July 22 (Bloomberg) -- Chariot Oil & Gas Ltd. and Tower Resources Plc, U.K. energy companies in Namibia, led declines among explorers in the African country after a competitor’s well failed to find crude.
Chariot fell 10 percent to close at 17.25 pence in London, the biggest one-day decline since April 5. Tower Resources sank 12 percent, while Serica Energy Plc dropped 4.3 percent.
The Murombe-1 well, drilled by Brazil’s HRT Participacoes em Petroleo SA, will be abandoned after proving dry, partner Galp Energia SGPS SA said yesterday in a statement.
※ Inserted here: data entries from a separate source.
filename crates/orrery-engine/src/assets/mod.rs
pub mod barrier;
pub mod loaded;
pub mod manifest;
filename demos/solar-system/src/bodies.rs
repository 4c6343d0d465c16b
/// The orbiting bodies: eight planets and Earth's moon.
///
/// Speeds are per degree of the scene's rotation accumulator; sizes scale the
/// unit sphere mesh. Values are hand-tuned for the view, not physical.

use orrery_engine::RenderError;
use thiserror::Error;

/// Planet index constants.
pub const MERCURY: usize = 0;
pub const VENUS: usize = 1;
pub const EARTH: usize = 2;
pub const MARS: usize = 3;
pub const JUPITER: usize = 4;
pub const SATURN: usize = 5;
pub const URANUS: usize = 6;
pub const NEPTUNE: usize = 7;
pub const PLANET_COUNT: usize = 8;

/// Names for logs (indexed by planet constant).
pub const PLANET_NAMES: [&str; PLANET_COUNT] = [
    "Mercury", "Venus", "Earth", "Mars", "Jupiter", "Saturn", "Uranus", "Neptune",
];

// ── Shared orbit plane ───────────────────────────────────────────────

/// Height of the orbit plane above the origin.
pub const ORBIT_HEIGHT: f32 = 1.5;

// ── Sun ──────────────────────────────────────────────────────────────

pub const SUN_SCALE: f32 = 0.03;
pub const SUN_SPIN: f32 = 0.05;
pub const SUN_TEXTURE: &str = "sun";

// ── Earth's atmosphere shell ─────────────────────────────────────────

pub const ATMOSPHERE_SCALE: f32 = 1.1;
pub const ATMOSPHERE_SPIN: f32 = 0.2;
pub const ATMOSPHERE_ALPHA: f32 = 0.5;
pub const ATMOSPHERE_TEXTURE: &str = "clouds";

#[derive(Debug, Clone, PartialEq, Error)]
pub enum BodyError {
    #[error("body '{name}' has size {size}, must be positive")]
    NonPositiveSize { name: &'static str, size: f32 },

    #[error("body '{name}' has distance {distance}, must not be negative")]
    NegativeDistance { name: &'static str, distance: f32 },

    #[error("moon parent index {index} is outside {count} planets")]
    UnknownParent { index: usize, count: usize },
}

impl From<BodyError> for RenderError {
    fn from(e: BodyError) -> Self {
        RenderError::InvalidScene(e.to_string())
    }
}

/// One body's fixed parameters. Its world matrix lives on the scene, not here.
#[derive(Debug, Clone, Copy, PartialEq)]
pub struct OrbitingBody {
    pub name: &'static str,
    /// Uniform scale applied to the unit sphere.
    pub size: f32,
    /// Self-rotation per degree of accumulator.
    pub rotation_speed: f32,
    /// Orbit radius around the origin (or around the parent, for a moon).
    pub distance: f32,
    /// Asset key of the surface texture.
    pub texture: &'static str,
    /// Orbit angle per degree of accumulator.
    pub orbit_speed: f32,
}

impl OrbitingBody {
    pub const fn new(
        name: &'static str,
        size: f32,
        rotation_speed: f32,
        distance: f32,
        texture: &'static str,
        orbit_speed: f32,
    ) -> Self {
        Self { name, size, rotation_speed, distance, texture, orbit_speed }
    }

    /// `size > 0` and `distance >= 0`. NaN fails both.
    pub fn validate(&self) -> Result<(), BodyError> {
        if !(self.size > 0.0) {
            return Err(BodyError::NonPositiveSize { name: self.name, size: self.size });
        }
        if !(self.distance >= 0.0) {
            return Err(BodyError::NegativeDistance { name: self.name, distance: self.distance });
        }
        Ok(())
    }
}

pub const PLANETS: [OrbitingBody; PLANET_COUNT] = [
    OrbitingBody::new("Mercury", 2.0, 1.0, 3.0, "mercury", 0.005),
    OrbitingBody::new("Venus", 1.5, 2.0, 4.0, "venus", 0.008),
    OrbitingBody::new("Earth", 1.0, 1.0, 6.0, "earth", 0.01),
    OrbitingBody::new("Mars", 0.7, 2.2, 8.0, "mars", 0.007),
    OrbitingBody::new("Jupiter", 0.5, 0.9, 12.0, "jupiter", 0.03),
    OrbitingBody::new("Saturn", 0.3, 1.2, 16.0, "saturn", 0.015),
    OrbitingBody::new("Uranus", 0.2, 1.3, 18.0, "uranus", 0.016),
    OrbitingBody::new("Neptune", 0.1, 1.1, 21.0, "neptune", 0.0165),
];

pub const MOON: OrbitingBody = OrbitingBody::new("Moon", 3.0, 1.5, 1.0, "moon", 0.005);

/// Planets plus one moon orbiting the planet at `moon_parent`.
/// Built once; read-only afterwards.
#[derive(Debug, Clone, PartialEq)]
pub struct BodyRegistry {
    planets: Vec<OrbitingBody>,
    moon: OrbitingBody,
    moon_parent: usize,
}

impl BodyRegistry {
    /// Validate every body and the moon's parent index.
    pub fn new(
        planets: Vec<OrbitingBody>,
        moon: OrbitingBody,
        moon_parent: usize,
    ) -> Result<Self, BodyError> {
        let registry = Self { planets, moon, moon_parent };
        registry.validate()?;
        Ok(registry)
    }

    /// The reference solar system: Mercury to Neptune, with the Moon around Earth.
    pub fn solar_system() -> Result<Self, BodyError> {
        Self::new(PLANETS.to_vec(), MOON, EARTH)
    }

    pub fn validate(&self) -> Result<(), BodyError> {
        for body in self.planets.iter().chain(std::iter::once(&self.moon)) {
            body.validate()?;
        }
        if self.moon_parent >= self.planets.len() {
            return Err(BodyError::UnknownParent {
                index: self.moon_parent,
                count: self.planets.len(),
            });
        }
        Ok(())
    }

    pub fn planets(&self) -> &[OrbitingBody] {
        &self.planets
    }

    pub fn moon(&self) -> &OrbitingBody {
        &self.moon
    }

    /// Index of the planet the moon orbits.
    pub fn moon_parent(&self) -> usize {
        self.moon_parent
    }

    pub fn by_name(&self, name: &str) -> Option<&OrbitingBody> {
        self.planets
            .iter()
            .chain(std::iter::once(&self.moon))
            .find(|b| b.name.eq_ignore_ascii_case(name))
    }

    pub fn len(&self) -> usize {
        self.planets.len() + 1
    }
}
use log::{error, info, warn};
use orrery_engine::{
    App, AppConfig, FrameClock, FrameContext, GraphicsDevice, InputEvent, InputQueue,
    LoadReport, LoadedAssets,
};

use crate::loader::WebAsset;
use crate::webgl::WebGlDevice;

enum Phase<A> {
    /// Waiting for the asset barrier.
    Loading,
    Running(A),
    /// `App::build` failed; nothing renders.
    Failed,
}

/// Generic app runner that wires the engine loop to a device.
///
/// Each concrete app creates a `thread_local!` AppRunner and exports free
/// functions via `#[wasm_bindgen]` (see `export_app!`), because wasm-bindgen
/// cannot export generic structs directly.
pub struct AppRunner<A: App, D: GraphicsDevice = WebGlDevice> {
    device: D,
    config: AppConfig,
    phase: Phase<A>,
    input: InputQueue,
    clock: FrameClock,
    width: u32,
    height: u32,
}

impl<A: App, D: GraphicsDevice> AppRunner<A, D> {
    pub fn new(device: D, config: AppConfig, width: u32, height: u32) -> Self {
        Self {
            device,
            config,
            phase: Phase::Loading,
            input: InputQueue::new(),
            clock: FrameClock::new(),
            width,
            height,
        }
    }

    /// Build the app from loaded assets. Called once when loading completes.
    pub fn build(&mut self, assets: &LoadedAssets) {
        if !matches!(self.phase, Phase::Loading) {
            warn!("app already built; ignoring second build");
            return;
        }
        self.phase = match A::build(&mut self.device, assets, &self.config) {
            Ok(app) => {
                info!("scene built from {} assets", assets.len());
                Phase::Running(app)
            }
            Err(e) => {
                error!("scene build failed: {}", e);
                Phase::Failed
            }
        };
    }

    /// Queue an input event for the next frame. Resizes apply immediately.
    pub fn push_input(&mut self, event: InputEvent) {
        if let InputEvent::Resize { width, height } = event {
            self.width = width;
            self.height = height;
        }
        self.input.push(event);
    }

    /// Run one frame at host timestamp `now_ms`: update, drain input, render.
    pub fn frame(&mut self, now_ms: f64) {
        let dt = self.clock.tick(now_ms);
        let Phase::Running(app) = &mut self.phase else {
            self.input.drain();
            return;
        };
        let frame = FrameContext {
            dt,
            elapsed: self.clock.elapsed(),
            width: self.width,
            height: self.height,
        };

        app.update(&frame, &self.input);
        self.input.drain();
        app.render(&mut self.device, &frame);
    }

    pub fn is_running(&self) -> bool {
        matches!(self.phase, Phase::Running(_))
    }

    pub fn app(&self) -> Option<&A> {
        match &self.phase {
            Phase::Running(app) => Some(app),
            _ => None,
        }
    }

    pub fn config(&self) -> &AppConfig {
        &self.config
    }

    pub fn device(&self) -> &D {
        &self.device
    }
}

impl<A: App> AppRunner<A, WebGlDevice> {
    /// Turn a completed load into `LoadedAssets` (uploading images as
    /// textures) and build the app.
    pub fn finish_loading(&mut self, report: LoadReport<WebAsset>) {
        let mut assets = LoadedAssets::new();
        for (entry, asset) in report.loaded {
            match asset {
                WebAsset::Text(text) => assets.insert_text(entry.name, text),
                WebAsset::Json(value) => assets.insert_json(entry.name, value),
                WebAsset::Image(image) => match self.device.upload_image(&image) {
                    Ok(texture) => assets.insert_texture(entry.name, texture),
                    Err(e) => warn!("texture '{}' not uploaded: {}", entry.name, e),
                },
            }
        }
        if !report.failed.is_empty() {
            warn!("{} assets failed to load; dependent geometry will be skipped", report.failed.len());
        }
        self.build(&assets);
    }
}

#[cfg(test)]
mod tests {
    use super::*;
    use orrery_engine::{AssetManifest, AssetError, DeviceCommand, RecordingDevice, RenderError};

    /// Records what the runner feeds it.
    struct Tally {
        updates: u32,
        last_dt: f32,
        last_size: (u32, u32),
        keys_seen: usize,
    }

    impl App for Tally {
        fn manifest() -> Result<AssetManifest, AssetError> {
            Ok(AssetManifest::default())
        }

        fn build(
            _device: &mut dyn GraphicsDevice,
            assets: &LoadedAssets,
            _config: &AppConfig,
        ) -> Result<Self, RenderError> {
            if assets.text("fail").is_some() {
                return Err(RenderError::Upload("forced failure".into()));
            }
            Ok(Self { updates: 0, last_dt: -1.0, last_size: (0, 0), keys_seen: 0 })
        }

        fn update(&mut self, frame: &FrameContext, input: &InputQueue) {
            self.updates += 1;
            self.last_dt = frame.dt;
            self.last_size = (frame.width, frame.height);
            self.keys_seen += input.iter().filter(|e| matches!(e, InputEvent::KeyDown { .. })).count();
        }

        fn render(&self, device: &mut dyn GraphicsDevice, frame: &FrameContext) {
            device.set_viewport(frame.width, frame.height);
        }
    }

    fn runner() -> AppRunner<Tally, RecordingDevice> {
        AppRunner::new(RecordingDevice::new(), AppConfig::default(), 800, 600)
    }

    #[test]
    fn frames_before_build_do_nothing() {
        let mut r = runner();
        r.frame(0.0);
        r.frame(16.0);
        assert!(!r.is_running());
        assert!(r.device().commands.is_empty());
    }

    #[test]
    fn frame_updates_then_renders() {
        let mut r = runner();
        r.build(&LoadedAssets::new());
        r.frame(1000.0);
        r.frame(1500.0);
        let app = r.app().unwrap();
        assert_eq!(app.updates, 2);
        assert!((app.last_dt - 0.5).abs() < 1e-6);
        assert_eq!(
            r.device().commands,
            vec![
                DeviceCommand::Viewport { width: 800, height: 600 },
                DeviceCommand::Viewport { width: 800, height: 600 },
            ]
        );
    }

    #[test]
    fn input_is_seen_once() {
        let mut r = runner();
        r.build(&LoadedAssets::new());
        r.push_input(InputEvent::KeyDown { key_code: 67 });
        r.frame(0.0);
        r.frame(16.0);
        assert_eq!(r.app().unwrap().keys_seen, 1);
    }

    #[test]
    fn resize_applies_to_next_frame() {
        let mut r = runner();
        r.build(&LoadedAssets::new());
        r.push_input(InputEvent::Resize { width: 320, height: 200 });
        r.frame(0.0);
        assert_eq!(r.app().unwrap().last_size, (320, 200));
    }

    #[test]
    fn failed_build_stops_rendering() {
        let mut r = runner();
        let mut assets = LoadedAssets::new();
        assets.insert_text("fail", String::new());
        r.build(&assets);
        r.frame(0.0);
        assert!(!r.is_running());
        assert!(r.device().commands.is_empty());
    }
}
It’s a further setback for explorers off Namibia, where 18 wells in past decades have failed to find commercial deposits of crude.
HRT traded down as much as 15 percent in Sao Paulo, while Galp rose 1.1 percent to 11.91 euros in Lisbon.
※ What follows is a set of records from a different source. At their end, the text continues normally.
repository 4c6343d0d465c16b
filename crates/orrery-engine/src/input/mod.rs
pub mod queue;
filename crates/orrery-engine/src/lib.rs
pub mod api;
pub mod assets;
pub mod core;
pub mod error;
pub mod input;
pub mod math;
pub mod renderer;

// Re-export key types at crate root for convenience
pub use api::app::{App, AppConfig, FrameContext};
pub use api::types::{AttributeLocation, MeshId, ProgramId, TextureId, UniformLocation};
pub use assets::barrier::{AssetBarrier, LoadReport};
pub use assets::loaded::LoadedAssets;
pub use assets::manifest::{AssetEntry, AssetKind, AssetManifest};
pub use crate::core::time::FrameClock;
pub use error::{AssetError, MeshError, RenderError, ShaderError};
pub use input::queue::{InputEvent, InputQueue};
pub use renderer::camera::{DragState, OrbitCamera};
pub use renderer::device::{BlendMode, GraphicsDevice, VertexAttributes};
pub use renderer::geometry::Geometry;
pub use renderer::mesh::{MeshData, MeshVertex, VertexLayout};
pub use renderer::recording::{DeviceCommand, RecordingDevice};
pub use renderer::shader::{ShaderKind, ShaderProgram, ShaderSet, ShaderSources};
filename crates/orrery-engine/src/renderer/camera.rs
use glam::{Mat4, Vec2, Vec3};
use std::f32::consts::TAU;

/// Pointer interaction state for the orbit camera.
#[derive(Debug, Clone, Copy, PartialEq)]
pub enum DragState {
    /// No pointer held.
    Idle,
    /// Pointer held; `last` is the previous pointer position in canvas pixels.
    Dragging { last: Vec2 },
}

/// Orbit camera: the eye sits on a sphere around a target point.
///
/// Drag input accumulates as pending angular motion which `update` applies
/// with exponential damping; wheel input changes the distance immediately.
/// The view matrix and eye position are rebuilt only in `update`.
#[derive(Debug, Clone)]
pub struct OrbitCamera {
    /// Rotation around the vertical axis (radians).
    azimuth: f32,
    /// Angle above the horizontal plane (radians), strictly inside (-90°, 90°).
    elevation: f32,
    /// Distance from the target point.
    distance: f32,
    target: Vec3,
    /// Damping factor (0.0 = apply drag instantly, 0.9 = long glide).
    smoothing: f32,
    /// Angular motion not yet applied: (azimuth, elevation) in radians.
    pending: Vec2,
    drag: DragState,
    eye: Vec3,
    view: Mat4,
}

impl OrbitCamera {
    pub const ORBIT_SENSITIVITY: f32 = 0.008;
    pub const ZOOM_SPEED: f32 = 0.1;
    pub const MIN_DISTANCE: f32 = 2.0;
    pub const MAX_DISTANCE: f32 = 400.0;
    /// 89 degrees.
    pub const MAX_ELEVATION: f32 = 89.0 * std::f32::consts::PI / 180.0;

    pub const DEFAULT_AZIMUTH: f32 = 0.0;
    pub const DEFAULT_ELEVATION: f32 = 0.35;
    pub const DEFAULT_DISTANCE: f32 = 40.0;

    pub fn new() -> Self {
        let mut camera = Self {
            azimuth: Self::DEFAULT_AZIMUTH,
            elevation: Self::DEFAULT_ELEVATION,
            distance: Self::DEFAULT_DISTANCE,
            target: Vec3::ZERO,
            smoothing: 0.0,
            pending: Vec2::ZERO,
            drag: DragState::Idle,
            eye: Vec3::ZERO,
            view: Mat4::IDENTITY,
        };
        camera.rebuild();
        camera
    }

    /// Builder-style damping setup.
    pub fn with_smoothing(mut self, smoothing: f32) -> Self {
        self.set_smoothing(smoothing);
        self
    }

    /// 0.0 = instant, 0.9 = very smooth.
    pub fn set_smoothing(&mut self, smoothing: f32) {
        self.smoothing = smoothing.clamp(0.0, 0.99);
    }

    pub fn pointer_down(&mut self, pos: Vec2) {
        self.drag = DragState::Dragging { last: pos };
    }

    pub fn pointer_up(&mut self) {
        self.drag = DragState::Idle;
    }

    /// Feed a pointer position. Only has an effect while dragging.
    pub fn pointer_move(&mut self, pos: Vec2) {
        if let DragState::Dragging { last } = self.drag {
            let delta = pos - last;
            self.orbit(delta.x, delta.y);
            self.drag = DragState::Dragging { last: pos };
        }
    }

    /// Queue an orbit by a pointer delta in pixels.
    pub fn orbit(&mut self, dx: f32, dy: f32) {
        self.pending.x -= dx * Self::ORBIT_SENSITIVITY;
        self.pending.y += dy * Self::ORBIT_SENSITIVITY;
    }

    /// Zoom by wheel delta (positive = closer). Independent of drag state.
    pub fn zoom(&mut self, delta: f32) {
        self.distance *= 1.0 - delta * Self::ZOOM_SPEED;
        self.distance = self.distance.clamp(Self::MIN_DISTANCE, Self::MAX_DISTANCE);
    }

    /// Apply damped input, retarget, and rebuild the eye position and view matrix.
    pub fn update(&mut self, dt: f32, target: Vec3) {
        let step = if self.smoothing <= 0.0 {
            1.0
        } else {
            1.0 - self.smoothing.powf(dt * 60.0)
        };
        let applied = self.pending * step;
        self.pending -= applied;
        if self.pending.length_squared() < 1e-12 {
            self.pending = Vec2::ZERO;
        }

        self.azimuth = (self.azimuth + applied.x).rem_euclid(TAU);
        let elevation = self.elevation + applied.y;
        self.elevation = elevation.clamp(-Self::MAX_ELEVATION, Self::MAX_ELEVATION);
        if self.elevation != elevation {
            // Pinned at a pole; drop the rest of the vertical motion.
            self.pending.y = 0.0;
        }

        self.target = target;
        self.rebuild();
    }

    /// Restore the default orientation and distance. The target is kept.
    pub fn reset(&mut self) {
        self.azimuth = Self::DEFAULT_AZIMUTH;
        self.elevation = Self::DEFAULT_ELEVATION;
        self.distance = Self::DEFAULT_DISTANCE;
        self.pending = Vec2::ZERO;
        self.drag = DragState::Idle;
        self.rebuild();
    }

    fn rebuild(&mut self) {
        let (sin_az, cos_az) = self.azimuth.sin_cos();
        let (sin_el, cos_el) = self.elevation.sin_cos();
        let offset = Vec3::new(cos_el * sin_az, sin_el, cos_el * cos_az) * self.distance;
        self.eye = self.target + offset;
        self.view = Mat4::look_at_rh(self.eye, self.target, Vec3::Y);
    }

    /// Eye position in world space.
    pub fn position(&self) -> Vec3 {
        self.eye
    }

    pub fn view_matrix(&self) -> Mat4 {
        self.view
    }

    pub fn target(&self) -> Vec3 {
        self.target
    }

    pub fn azimuth(&self) -> f32 {
        self.azimuth
    }

    pub fn elevation(&self) -> f32 {
        self.elevation
    }

    pub fn distance(&self) -> f32 {
        self.distance
    }

    pub fn drag_state(&self) -> DragState {
        self.drag
    }

    pub fn is_dragging(&self) -> bool {
        matches!(self.drag, DragState::Dragging { .. })
    }
}

impl Default for OrbitCamera {
    fn default() -> Self {
        Self::new()
    }
}

#[cfg(test)]
mod tests {
    use super::*;
    use std::f32::consts::FRAC_PI_2;

    fn level_camera() -> OrbitCamera {
        let mut cam = OrbitCamera::new();
        cam.elevation = 0.0;
        cam.azimuth = 0.0;
        cam.distance = 10.0;
        cam.update(0.0, Vec3::ZERO);
        cam
    }

    #[test]
    fn eye_sits_on_plus_z_at_zero_angles() {
        let cam = level_camera();
        assert!(cam.position().abs_diff_eq(Vec3::new(0.0, 0.0, 10.0), 1e-5));
    }

    #[test]
    fn eye_is_offset_from_target() {
        let mut cam = level_camera();
        let target = Vec3::new(5.0, 1.5, -2.0);
        cam.update(0.016, target);
        assert!(((cam.position() - target).length() - 10.0).abs() < 1e-4);
        assert_eq!(cam.target(), target);
    }

    #[test]
    fn view_matrix_puts_target_in_front() {
        let mut cam = OrbitCamera::new();
        cam.update(0.016, Vec3::new(3.0, 0.0, 3.0));
        let p = cam.view_matrix().transform_point3(Vec3::new(3.0, 0.0, 3.0));
        assert!(p.x.abs() < 1e-4);
        assert!(p.y.abs() < 1e-4);
        assert!((p.z + cam.distance()).abs() < 1e-3);
    }

    #[test]
    fn moves_ignored_while_idle() {
        let mut cam = level_camera();
        cam.pointer_move(Vec2::new(100.0, 100.0));
        cam.pointer_move(Vec2::new(300.0, 50.0));
        cam.update(0.016, Vec3::ZERO);
        assert_eq!(cam.azimuth(), 0.0);
        assert_eq!(cam.elevation(), 0.0);
    }

    #[test]
    fn drag_state_machine() {
        let mut cam = level_camera();
        assert!(!cam.is_dragging());
        cam.pointer_down(Vec2::new(10.0, 10.0));
        assert!(cam.is_dragging());
        cam.pointer_move(Vec2::new(20.0, 10.0));
        assert_eq!(cam.drag_state(), DragState::Dragging { last: Vec2::new(20.0, 10.0) });
        cam.pointer_up();
        assert_eq!(cam.drag_state(), DragState::Idle);
        cam.update(0.016, Vec3::ZERO);
        assert!(cam.azimuth() != 0.0);
    }

    #[test]
    fn elevation_never_reaches_poles() {
        let mut cam = level_camera();
        cam.pointer_down(Vec2::ZERO);
        for i in 1..50 {
            cam.pointer_move(Vec2::new(0.0, i as f32 * 500.0));
            cam.update(0.016, Vec3::ZERO);
            assert!(cam.elevation() < FRAC_PI_2);
        }
        assert!((cam.elevation() - OrbitCamera::MAX_ELEVATION).abs() < 1e-6);

        for i in 1..50 {
            cam.pointer_move(Vec2::new(0.0, -(i as f32) * 5000.0));
            cam.update(0.016, Vec3::ZERO);
            assert!(cam.elevation() > -FRAC_PI_2);
        }
        assert!(cam.position().is_finite());
    }

    #[test]
    fn zoom_clamps_and_ignores_drag_state() {
        let mut cam = OrbitCamera::new();
        cam.zoom(100.0);
        assert_eq!(cam.distance(), OrbitCamera::MIN_DISTANCE);
        cam.pointer_down(Vec2::ZERO);
        for _ in 0..200 {
            cam.zoom(-1.0);
        }
        assert_eq!(cam.distance(), OrbitCamera::MAX_DISTANCE);
    }

    #[test]
    fn smoothing_spreads_motion_over_frames() {
        let mut cam = level_camera();
        cam.set_smoothing(0.9);
        cam.orbit(-100.0, 0.0);
        cam.update(1.0 / 60.0, Vec3::ZERO);
        let first = cam.azimuth();
        let total = 100.0 * OrbitCamera::ORBIT_SENSITIVITY;
        assert!(first > 0.0 && first < total);
        for _ in 0..600 {
            cam.update(1.0 / 60.0, Vec3::ZERO);
        }
        assert!((cam.azimuth() - total).abs() < 1e-4);
    }

    #[test]
    fn reset_restores_defaults() {
        let mut cam = OrbitCamera::new();
        cam.zoom(2.0);
        cam.orbit(50.0, 50.0);
        cam.update(0.016, Vec3::ONE);
        cam.reset();
        assert_eq!(cam.distance(), OrbitCamera::DEFAULT_DISTANCE);
        assert_eq!(cam.elevation(), OrbitCamera::DEFAULT_ELEVATION);
        assert_eq!(cam.target(), Vec3::ONE);
    }
}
Namibia has attracted attention from the world’s biggest oil companies, with BP Plc and Repsol SA snapping up assets on a bet that its coastal shelf may mirror that of Brazil across the Atlantic Ocean, where the Lula discovery in 2007 was the Americas’ biggest offshore find in three decades.
The results of HRT’s well have given Chariot “key information” about the local geology, Chariot Chief Executive Officer Larry Bottomley said today in an e-mail. The Guernsey, Channel Islands-based company is seeking partners for its Central Blocks off Namibia before drilling a well next year.
Tower Resources and Repsol also plan to drill a well off Namibia in February, Tower CEO Graeme Thomson said today in a statement.